ACTION ITEM ▸
Check each line of the listing below for the string "received", and copy the ones that have it.

TASK MATERIAL ▸
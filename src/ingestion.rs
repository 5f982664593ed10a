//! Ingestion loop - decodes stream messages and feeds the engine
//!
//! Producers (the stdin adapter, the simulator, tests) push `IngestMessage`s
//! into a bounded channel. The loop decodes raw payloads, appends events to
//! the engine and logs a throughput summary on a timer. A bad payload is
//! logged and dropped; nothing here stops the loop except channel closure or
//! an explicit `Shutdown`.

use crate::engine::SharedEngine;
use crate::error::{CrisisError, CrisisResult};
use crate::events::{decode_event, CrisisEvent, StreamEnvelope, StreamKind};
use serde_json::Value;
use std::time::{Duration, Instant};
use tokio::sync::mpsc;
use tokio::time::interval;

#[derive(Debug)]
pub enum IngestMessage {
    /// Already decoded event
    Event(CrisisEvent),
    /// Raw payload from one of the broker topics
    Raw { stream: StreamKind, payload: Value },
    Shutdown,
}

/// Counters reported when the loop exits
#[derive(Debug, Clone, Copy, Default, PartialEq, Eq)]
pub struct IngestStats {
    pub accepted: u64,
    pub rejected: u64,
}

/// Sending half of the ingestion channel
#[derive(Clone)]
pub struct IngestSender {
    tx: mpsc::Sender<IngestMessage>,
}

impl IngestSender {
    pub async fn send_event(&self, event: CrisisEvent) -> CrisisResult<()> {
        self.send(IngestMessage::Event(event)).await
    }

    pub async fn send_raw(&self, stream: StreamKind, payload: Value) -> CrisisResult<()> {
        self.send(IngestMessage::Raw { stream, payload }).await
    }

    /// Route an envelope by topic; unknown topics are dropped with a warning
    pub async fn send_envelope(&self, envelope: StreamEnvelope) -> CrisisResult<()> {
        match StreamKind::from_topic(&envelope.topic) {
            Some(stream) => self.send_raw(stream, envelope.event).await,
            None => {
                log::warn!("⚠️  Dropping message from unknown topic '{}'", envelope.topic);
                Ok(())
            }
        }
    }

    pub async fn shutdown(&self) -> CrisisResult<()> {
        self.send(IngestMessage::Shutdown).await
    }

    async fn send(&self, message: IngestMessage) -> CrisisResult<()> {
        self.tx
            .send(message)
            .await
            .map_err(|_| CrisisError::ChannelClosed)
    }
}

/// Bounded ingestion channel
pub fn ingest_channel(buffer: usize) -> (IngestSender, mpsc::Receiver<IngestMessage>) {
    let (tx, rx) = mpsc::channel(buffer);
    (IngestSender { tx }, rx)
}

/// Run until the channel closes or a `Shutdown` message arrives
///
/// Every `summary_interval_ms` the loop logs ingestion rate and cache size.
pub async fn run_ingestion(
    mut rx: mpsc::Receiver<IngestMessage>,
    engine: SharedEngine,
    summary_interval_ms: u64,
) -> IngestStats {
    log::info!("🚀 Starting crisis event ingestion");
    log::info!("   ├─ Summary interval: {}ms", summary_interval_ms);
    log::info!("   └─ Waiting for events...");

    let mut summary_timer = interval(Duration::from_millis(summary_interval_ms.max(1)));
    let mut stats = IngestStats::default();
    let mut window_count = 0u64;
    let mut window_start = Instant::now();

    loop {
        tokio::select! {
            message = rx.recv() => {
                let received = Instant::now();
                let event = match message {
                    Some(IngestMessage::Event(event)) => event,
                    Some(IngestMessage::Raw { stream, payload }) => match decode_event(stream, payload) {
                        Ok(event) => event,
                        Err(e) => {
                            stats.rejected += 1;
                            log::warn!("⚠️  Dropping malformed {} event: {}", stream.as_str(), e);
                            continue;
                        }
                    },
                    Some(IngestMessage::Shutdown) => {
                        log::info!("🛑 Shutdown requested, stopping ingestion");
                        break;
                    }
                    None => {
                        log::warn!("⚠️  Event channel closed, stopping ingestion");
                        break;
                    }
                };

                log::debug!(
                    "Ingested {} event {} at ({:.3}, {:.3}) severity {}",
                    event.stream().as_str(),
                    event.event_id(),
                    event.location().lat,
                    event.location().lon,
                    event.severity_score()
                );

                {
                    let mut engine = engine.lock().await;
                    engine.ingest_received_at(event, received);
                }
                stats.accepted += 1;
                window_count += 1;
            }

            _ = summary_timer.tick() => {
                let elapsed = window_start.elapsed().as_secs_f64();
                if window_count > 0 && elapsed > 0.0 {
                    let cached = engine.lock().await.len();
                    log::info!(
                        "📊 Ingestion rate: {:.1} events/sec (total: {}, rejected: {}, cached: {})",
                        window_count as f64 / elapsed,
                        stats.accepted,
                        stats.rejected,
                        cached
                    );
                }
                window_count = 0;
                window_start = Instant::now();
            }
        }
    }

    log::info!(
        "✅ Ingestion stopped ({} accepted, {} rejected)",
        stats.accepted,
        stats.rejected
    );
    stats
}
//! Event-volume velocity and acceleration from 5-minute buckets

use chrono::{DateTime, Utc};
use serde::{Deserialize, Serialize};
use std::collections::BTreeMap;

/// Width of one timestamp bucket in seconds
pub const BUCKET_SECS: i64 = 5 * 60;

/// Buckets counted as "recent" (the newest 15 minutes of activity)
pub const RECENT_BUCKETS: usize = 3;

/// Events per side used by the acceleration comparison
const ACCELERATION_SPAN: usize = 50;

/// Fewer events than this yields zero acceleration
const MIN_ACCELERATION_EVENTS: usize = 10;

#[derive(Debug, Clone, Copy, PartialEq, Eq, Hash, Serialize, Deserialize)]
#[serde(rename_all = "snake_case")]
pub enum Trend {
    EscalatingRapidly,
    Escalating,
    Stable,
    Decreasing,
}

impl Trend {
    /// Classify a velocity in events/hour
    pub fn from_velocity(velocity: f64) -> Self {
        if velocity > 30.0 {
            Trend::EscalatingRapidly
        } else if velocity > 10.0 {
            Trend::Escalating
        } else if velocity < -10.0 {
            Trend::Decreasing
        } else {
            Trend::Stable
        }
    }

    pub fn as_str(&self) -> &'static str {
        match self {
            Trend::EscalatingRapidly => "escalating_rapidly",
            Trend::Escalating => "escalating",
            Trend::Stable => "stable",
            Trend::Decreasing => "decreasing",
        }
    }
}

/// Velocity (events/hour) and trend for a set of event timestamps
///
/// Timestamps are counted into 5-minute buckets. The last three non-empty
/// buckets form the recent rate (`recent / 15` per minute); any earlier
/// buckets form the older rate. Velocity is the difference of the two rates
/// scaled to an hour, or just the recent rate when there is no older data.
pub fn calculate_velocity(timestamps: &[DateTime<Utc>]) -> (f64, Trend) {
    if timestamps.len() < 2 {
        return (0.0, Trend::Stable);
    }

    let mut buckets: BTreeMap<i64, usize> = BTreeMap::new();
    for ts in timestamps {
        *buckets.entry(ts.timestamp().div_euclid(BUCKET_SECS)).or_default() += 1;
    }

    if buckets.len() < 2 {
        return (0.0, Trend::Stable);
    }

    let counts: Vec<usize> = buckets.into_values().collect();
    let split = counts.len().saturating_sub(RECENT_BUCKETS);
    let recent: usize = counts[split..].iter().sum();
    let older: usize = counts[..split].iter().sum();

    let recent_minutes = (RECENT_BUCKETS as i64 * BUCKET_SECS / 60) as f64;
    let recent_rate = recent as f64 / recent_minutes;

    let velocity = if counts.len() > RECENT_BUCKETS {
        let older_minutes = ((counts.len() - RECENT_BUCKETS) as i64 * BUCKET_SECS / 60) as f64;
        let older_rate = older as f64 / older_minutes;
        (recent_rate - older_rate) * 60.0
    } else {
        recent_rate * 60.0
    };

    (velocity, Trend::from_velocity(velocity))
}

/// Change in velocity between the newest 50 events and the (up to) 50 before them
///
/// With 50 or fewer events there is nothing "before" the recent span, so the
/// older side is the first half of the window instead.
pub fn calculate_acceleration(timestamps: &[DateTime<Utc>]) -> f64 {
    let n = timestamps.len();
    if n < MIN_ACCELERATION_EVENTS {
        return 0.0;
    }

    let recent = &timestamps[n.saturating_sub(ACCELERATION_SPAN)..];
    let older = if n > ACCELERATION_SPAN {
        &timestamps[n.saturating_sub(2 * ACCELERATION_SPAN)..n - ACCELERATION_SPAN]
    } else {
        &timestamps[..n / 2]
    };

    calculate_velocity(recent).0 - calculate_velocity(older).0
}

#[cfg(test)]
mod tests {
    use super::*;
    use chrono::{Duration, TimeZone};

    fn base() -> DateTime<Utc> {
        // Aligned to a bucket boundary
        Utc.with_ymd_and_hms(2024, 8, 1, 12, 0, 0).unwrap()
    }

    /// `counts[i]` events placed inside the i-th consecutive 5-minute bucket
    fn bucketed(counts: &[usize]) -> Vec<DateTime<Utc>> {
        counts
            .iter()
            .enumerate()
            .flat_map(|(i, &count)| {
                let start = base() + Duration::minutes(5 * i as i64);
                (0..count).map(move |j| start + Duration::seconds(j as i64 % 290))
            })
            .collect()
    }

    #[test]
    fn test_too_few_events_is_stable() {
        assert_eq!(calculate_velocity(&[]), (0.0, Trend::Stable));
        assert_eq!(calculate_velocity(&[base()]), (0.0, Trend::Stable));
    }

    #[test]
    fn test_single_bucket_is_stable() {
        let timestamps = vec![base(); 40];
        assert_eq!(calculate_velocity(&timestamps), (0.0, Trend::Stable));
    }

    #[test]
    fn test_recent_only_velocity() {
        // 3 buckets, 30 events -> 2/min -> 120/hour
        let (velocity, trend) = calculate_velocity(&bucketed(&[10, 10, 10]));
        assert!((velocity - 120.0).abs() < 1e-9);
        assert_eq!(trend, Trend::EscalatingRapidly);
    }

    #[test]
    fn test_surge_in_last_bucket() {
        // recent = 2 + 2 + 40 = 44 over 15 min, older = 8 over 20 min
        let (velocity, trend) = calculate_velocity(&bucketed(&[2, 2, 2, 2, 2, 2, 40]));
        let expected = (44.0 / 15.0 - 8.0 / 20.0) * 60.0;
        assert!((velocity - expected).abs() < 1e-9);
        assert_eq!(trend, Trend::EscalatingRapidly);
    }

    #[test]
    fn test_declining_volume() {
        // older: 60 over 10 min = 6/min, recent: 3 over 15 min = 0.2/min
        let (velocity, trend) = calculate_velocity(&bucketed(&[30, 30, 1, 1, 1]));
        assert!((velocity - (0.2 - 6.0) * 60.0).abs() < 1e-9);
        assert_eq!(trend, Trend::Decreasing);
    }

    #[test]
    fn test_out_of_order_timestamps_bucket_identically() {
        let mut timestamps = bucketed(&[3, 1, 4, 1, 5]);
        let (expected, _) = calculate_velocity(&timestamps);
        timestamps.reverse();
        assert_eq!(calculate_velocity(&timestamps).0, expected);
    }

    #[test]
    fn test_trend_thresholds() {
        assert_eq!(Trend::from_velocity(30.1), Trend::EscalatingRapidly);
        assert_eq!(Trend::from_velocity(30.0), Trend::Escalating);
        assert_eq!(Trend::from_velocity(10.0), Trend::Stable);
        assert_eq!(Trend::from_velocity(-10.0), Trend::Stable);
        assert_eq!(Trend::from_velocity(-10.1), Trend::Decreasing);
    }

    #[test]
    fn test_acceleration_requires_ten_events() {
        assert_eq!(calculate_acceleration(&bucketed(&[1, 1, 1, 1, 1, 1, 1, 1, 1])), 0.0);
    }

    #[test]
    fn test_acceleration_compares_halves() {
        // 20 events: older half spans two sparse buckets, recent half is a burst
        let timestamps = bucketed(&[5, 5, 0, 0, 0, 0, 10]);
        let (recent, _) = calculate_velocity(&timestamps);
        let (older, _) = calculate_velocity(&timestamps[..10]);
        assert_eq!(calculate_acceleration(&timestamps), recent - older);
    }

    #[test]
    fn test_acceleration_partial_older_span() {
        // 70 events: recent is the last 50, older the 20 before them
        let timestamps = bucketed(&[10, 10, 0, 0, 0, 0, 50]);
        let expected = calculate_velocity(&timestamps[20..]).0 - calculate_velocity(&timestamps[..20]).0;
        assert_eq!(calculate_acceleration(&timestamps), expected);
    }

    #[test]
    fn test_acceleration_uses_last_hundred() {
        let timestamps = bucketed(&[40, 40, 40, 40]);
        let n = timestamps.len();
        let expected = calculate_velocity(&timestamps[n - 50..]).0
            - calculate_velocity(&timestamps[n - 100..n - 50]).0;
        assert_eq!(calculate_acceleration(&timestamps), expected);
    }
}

--

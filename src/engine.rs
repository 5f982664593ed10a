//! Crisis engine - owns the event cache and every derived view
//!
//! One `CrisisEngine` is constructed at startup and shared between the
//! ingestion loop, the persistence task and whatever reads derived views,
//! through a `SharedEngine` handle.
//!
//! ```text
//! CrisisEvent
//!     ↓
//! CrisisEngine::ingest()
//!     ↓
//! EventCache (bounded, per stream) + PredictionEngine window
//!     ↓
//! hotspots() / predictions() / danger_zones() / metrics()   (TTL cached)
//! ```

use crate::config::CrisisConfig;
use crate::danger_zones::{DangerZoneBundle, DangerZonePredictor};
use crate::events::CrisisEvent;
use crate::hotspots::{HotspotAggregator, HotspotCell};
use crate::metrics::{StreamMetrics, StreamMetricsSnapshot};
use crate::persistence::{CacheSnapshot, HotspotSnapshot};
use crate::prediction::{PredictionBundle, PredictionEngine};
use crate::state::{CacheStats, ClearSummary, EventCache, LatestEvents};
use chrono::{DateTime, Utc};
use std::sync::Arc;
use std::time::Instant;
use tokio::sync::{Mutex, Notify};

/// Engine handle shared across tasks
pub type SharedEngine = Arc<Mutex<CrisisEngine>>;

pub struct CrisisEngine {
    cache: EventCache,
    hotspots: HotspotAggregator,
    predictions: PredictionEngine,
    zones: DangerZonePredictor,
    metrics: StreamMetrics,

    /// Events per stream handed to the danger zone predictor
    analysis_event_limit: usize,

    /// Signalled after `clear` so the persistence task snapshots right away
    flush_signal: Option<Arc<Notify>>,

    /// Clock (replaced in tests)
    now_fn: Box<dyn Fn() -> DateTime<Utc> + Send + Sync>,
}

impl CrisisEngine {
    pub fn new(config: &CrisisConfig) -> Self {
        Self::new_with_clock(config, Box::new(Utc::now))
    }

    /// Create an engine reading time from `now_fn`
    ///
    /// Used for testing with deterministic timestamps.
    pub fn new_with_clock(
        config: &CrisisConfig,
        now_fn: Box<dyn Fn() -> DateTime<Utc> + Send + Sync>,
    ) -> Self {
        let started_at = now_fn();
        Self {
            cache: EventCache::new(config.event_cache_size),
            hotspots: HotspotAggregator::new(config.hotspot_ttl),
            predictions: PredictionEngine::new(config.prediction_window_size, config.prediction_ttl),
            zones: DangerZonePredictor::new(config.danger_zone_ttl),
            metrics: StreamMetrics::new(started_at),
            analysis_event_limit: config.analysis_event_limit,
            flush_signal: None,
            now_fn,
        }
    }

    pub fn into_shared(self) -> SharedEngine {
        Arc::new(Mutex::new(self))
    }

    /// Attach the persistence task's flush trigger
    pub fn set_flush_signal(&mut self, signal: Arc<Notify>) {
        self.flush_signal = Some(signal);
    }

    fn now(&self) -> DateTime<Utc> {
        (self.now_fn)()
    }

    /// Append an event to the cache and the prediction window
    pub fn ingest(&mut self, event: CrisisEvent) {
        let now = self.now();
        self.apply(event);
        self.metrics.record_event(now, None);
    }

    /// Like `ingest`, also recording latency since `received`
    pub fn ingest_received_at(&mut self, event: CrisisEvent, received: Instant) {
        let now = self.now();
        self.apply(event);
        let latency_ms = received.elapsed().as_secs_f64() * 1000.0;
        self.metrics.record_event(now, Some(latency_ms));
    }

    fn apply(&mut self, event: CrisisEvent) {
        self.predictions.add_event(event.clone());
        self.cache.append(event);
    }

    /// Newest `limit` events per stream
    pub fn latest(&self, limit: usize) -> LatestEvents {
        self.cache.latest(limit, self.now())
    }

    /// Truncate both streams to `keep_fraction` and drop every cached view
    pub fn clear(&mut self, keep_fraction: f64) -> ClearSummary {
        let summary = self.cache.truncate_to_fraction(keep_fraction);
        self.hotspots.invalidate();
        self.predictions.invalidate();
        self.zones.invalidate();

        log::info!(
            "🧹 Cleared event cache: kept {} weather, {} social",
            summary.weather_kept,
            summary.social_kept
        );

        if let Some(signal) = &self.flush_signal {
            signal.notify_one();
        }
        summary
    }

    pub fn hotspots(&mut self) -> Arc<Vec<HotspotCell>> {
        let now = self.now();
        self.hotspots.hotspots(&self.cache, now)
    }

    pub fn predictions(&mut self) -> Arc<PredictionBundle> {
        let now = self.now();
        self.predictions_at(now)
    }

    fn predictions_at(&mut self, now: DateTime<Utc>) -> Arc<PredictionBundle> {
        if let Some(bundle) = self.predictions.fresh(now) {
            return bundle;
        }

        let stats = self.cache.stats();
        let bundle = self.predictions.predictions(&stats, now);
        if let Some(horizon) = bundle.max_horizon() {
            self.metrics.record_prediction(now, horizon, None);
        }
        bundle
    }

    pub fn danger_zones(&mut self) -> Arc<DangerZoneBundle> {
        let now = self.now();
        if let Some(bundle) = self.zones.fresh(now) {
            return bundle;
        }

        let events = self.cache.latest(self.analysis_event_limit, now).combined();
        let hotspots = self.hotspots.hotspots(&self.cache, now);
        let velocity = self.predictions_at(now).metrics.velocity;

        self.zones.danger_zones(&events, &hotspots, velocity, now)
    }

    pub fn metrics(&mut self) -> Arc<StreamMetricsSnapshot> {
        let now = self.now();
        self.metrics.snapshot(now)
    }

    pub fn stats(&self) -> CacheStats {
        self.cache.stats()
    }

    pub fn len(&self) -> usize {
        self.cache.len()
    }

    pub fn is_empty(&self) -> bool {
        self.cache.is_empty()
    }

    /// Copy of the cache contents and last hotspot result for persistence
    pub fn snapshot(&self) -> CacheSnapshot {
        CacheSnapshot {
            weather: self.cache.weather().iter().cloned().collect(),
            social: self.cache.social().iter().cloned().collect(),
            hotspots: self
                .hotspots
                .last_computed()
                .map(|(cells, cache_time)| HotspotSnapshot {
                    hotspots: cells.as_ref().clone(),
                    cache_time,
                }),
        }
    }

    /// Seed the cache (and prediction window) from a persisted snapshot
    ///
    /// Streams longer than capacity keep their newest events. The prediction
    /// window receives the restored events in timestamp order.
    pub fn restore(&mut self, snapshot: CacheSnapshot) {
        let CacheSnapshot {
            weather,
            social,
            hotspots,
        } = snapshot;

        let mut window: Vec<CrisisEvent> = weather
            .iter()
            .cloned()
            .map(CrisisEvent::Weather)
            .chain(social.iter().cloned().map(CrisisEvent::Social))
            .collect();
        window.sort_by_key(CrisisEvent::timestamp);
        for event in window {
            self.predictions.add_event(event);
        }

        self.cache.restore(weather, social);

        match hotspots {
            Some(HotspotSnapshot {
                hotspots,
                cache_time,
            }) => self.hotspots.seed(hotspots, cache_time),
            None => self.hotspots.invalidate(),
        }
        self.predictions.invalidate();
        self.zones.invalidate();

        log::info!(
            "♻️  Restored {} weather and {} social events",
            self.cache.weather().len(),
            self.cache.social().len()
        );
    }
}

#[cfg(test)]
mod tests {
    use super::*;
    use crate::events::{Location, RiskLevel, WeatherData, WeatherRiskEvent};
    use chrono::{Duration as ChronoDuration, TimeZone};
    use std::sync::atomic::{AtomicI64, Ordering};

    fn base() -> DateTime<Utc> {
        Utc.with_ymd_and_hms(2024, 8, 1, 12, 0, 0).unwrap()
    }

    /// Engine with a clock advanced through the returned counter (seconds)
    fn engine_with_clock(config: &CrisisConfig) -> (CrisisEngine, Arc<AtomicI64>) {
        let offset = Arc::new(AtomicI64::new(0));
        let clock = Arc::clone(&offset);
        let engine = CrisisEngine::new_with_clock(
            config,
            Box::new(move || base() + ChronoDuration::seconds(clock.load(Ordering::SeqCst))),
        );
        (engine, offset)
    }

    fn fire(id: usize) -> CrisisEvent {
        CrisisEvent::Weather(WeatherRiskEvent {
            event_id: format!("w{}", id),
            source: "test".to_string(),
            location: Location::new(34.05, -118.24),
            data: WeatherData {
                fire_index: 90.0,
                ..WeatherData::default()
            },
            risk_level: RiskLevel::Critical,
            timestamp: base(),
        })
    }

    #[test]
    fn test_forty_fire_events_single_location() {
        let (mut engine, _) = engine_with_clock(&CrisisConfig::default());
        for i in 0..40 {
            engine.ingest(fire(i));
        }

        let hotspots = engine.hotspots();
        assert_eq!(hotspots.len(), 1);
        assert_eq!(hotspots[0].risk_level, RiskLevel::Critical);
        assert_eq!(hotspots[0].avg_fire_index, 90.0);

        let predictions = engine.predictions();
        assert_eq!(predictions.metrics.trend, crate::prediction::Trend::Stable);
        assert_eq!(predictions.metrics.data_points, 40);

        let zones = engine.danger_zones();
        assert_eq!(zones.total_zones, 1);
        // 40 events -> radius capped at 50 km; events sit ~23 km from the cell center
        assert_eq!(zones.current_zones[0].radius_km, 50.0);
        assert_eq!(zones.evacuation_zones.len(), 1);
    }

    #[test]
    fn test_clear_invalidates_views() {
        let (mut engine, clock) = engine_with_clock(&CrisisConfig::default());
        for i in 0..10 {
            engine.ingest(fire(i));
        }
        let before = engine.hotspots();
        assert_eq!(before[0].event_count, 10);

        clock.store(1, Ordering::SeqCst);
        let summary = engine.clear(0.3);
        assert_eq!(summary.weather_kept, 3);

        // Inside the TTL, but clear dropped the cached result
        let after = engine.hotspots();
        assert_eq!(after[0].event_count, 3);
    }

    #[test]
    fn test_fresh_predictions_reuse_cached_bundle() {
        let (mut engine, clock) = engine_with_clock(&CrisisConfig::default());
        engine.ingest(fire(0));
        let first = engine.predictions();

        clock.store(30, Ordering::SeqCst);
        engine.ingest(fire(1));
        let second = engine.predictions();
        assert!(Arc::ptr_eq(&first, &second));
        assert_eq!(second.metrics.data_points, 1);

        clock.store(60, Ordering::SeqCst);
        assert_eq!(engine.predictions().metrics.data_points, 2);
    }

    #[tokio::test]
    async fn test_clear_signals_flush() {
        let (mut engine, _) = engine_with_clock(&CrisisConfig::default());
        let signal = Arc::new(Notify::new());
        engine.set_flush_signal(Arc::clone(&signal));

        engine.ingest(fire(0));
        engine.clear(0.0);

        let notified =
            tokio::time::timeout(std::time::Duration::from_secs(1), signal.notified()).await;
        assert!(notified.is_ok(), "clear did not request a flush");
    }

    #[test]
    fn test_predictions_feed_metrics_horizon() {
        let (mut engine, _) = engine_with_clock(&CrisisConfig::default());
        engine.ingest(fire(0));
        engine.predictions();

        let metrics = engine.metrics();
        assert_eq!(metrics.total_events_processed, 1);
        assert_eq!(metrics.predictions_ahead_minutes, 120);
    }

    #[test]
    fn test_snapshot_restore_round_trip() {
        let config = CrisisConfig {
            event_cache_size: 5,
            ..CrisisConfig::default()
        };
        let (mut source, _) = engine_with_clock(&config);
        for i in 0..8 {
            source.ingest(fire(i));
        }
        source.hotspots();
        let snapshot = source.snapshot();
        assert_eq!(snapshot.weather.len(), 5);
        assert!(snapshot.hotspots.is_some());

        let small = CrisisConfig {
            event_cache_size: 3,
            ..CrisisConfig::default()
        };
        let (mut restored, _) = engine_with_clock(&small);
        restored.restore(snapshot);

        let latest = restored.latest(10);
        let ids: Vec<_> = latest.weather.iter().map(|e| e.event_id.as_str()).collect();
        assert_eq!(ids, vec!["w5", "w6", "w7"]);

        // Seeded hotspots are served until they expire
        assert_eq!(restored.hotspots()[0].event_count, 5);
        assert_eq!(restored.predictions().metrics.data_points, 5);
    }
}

SOLUTION FOR THIS EXERCISE ▸
                let received = Instant::now();
                    engine.ingest_received_at(event, received);
    /// Like `ingest`, also recording latency since `received`
    pub fn ingest_received_at(&mut self, event: CrisisEvent, received: Instant) {
        let latency_ms = received.elapsed().as_secs_f64() * 1000.0;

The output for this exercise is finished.